:: About this task ::
Your answer should be the complete set of entries, transcribed exactly.

Entries taken from a collection
****

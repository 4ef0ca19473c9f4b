//! Similarity primitives.
//!
//! Every primitive is total: empty inputs and empty unions yield 0 rather
//! than an error or NaN, and every result lies in `[0, 1]`.

pub mod coverage;
pub mod jaccard;

pub use coverage::{coverage, substring_score};
pub use jaccard::{jaccard, multiset_jaccard};
//! Curio CLI binary.

use std::io::Write;
use std::process;

use anyhow::Context;
use clap::Parser;
use env_logger::Builder;
use log::LevelFilter;

use curio::cli::args::*;
use curio::cli::commands::*;

fn run(args: CurioArgs) -> anyhow::Result<()> {
    let command = args.command.name();
    execute_command(args).with_context(|| format!("{command} failed"))
}

fn main() {
    let args = CurioArgs::parse();

    let log_level = match args.verbosity() {
        0 => LevelFilter::Error, // -q
        1 => LevelFilter::Warn,
        2 => LevelFilter::Info, // -v
        _ => LevelFilter::Debug,
    };

    Builder::new()
        .filter_level(log_level)
        .parse_env("CURIO_LOG")
        .format(|buf, record| writeln!(buf, "[{}] {}", record.level(), record.args()))
        .init();

    if let Err(e) = run(args) {
        eprintln!("Error: {e:#}");
        process::exit(1);
    }
}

****

:: Answer box ::
repository 4ef0ca19473c9f4b
//! Similarity primitives.
//!
//! Every primitive is total: empty inputs and empty unions yield 0 rather
//! than an error or NaN, and every result lies in `[0, 1]`.

pub mod coverage;
pub mod jaccard;

pub use coverage::{coverage, substring_score};
pub use jaccard::{jaccard, multiset_jaccard};
//! Curio CLI binary.

use std::io::Write;
use std::process;

use anyhow::Context;
use clap::Parser;
use env_logger::Builder;
use log::LevelFilter;

use curio::cli::args::*;
use curio::cli::commands::*;

fn run(args: CurioArgs) -> anyhow::Result<()> {
    let command = args.command.name();
    execute_command(args).with_context(|| format!("{command} failed"))
}

fn main() {
    let args = CurioArgs::parse();

    let log_level = match args.verbosity() {
        0 => LevelFilter::Error, // -q
        1 => LevelFilter::Warn,
        2 => LevelFilter::Info, // -v
        _ => LevelFilter::Debug,
    };

    Builder::new()
        .filter_level(log_level)
        .parse_env("CURIO_LOG")
        .format(|buf, record| writeln!(buf, "[{}] {}", record.level(), record.args()))
        .init();

    if let Err(e) = run(args) {
        eprintln!("Error: {e:#}");
        process::exit(1);
    }
}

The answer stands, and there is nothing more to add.